- _What needs to be done_
Within the entries below, every line containing "that" is to be copied.

Items from a data source:
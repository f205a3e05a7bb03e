//! # git-hooks - declarative git hooks with staged-file linting
//!
//! Hooks are declared in a configuration file (`git-hooks.config.{json,toml,yaml}`
//! or a `"git-hooks"` entry in `package.json`) and installed as small shell
//! scripts. The `pre-commit` hook can carry a staged-lint map that runs
//! linters only against the staged files each glob matches:
//!
//! ```json
//! {
//!   "pre-commit": {
//!     "staged-lint": {
//!       "**/*.{js,ts}": ["eslint --fix", "prettier --write"],
//!       "**/*.rs": "rustfmt --edition 2024"
//!     }
//!   },
//!   "commit-msg": "gitlint --msg-filename \"$1\""
//! }
//! ```
//!
//! Files rewritten by a linter are restaged and the map is run again with
//! `--fix` flags stripped, so a fixer that leaves violations behind still
//! blocks the commit.
//!
//! ## Quick Start
//!
//! ```bash
//! # Install hooks from the discovered configuration
//! git-hooks
//!
//! # What the installed pre-commit hook runs
//! git-hooks run-staged-lint pre-commit
//! ```

pub mod cli;
pub mod config;
pub mod git;
pub mod hooks;
pub mod shared;
pub mod staged_lint;

pub use cli::{Cli, Output};
pub use config::HooksConfig;
pub use staged_lint::run_staged_lint;

/// Result type alias for CLI-level operations
pub type Result<T> = anyhow::Result<T>;

/// Version information
pub const VERSION: &str = env!("CARGO_PKG_VERSION");
pub const PKG_NAME: &str = env!("CARGO_PKG_NAME");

- _Task response_
//! scripts. The `pre-commit` hook can carry a staged-lint map that runs
//! `--fix` flags stripped, so a fixer that leaves violations behind still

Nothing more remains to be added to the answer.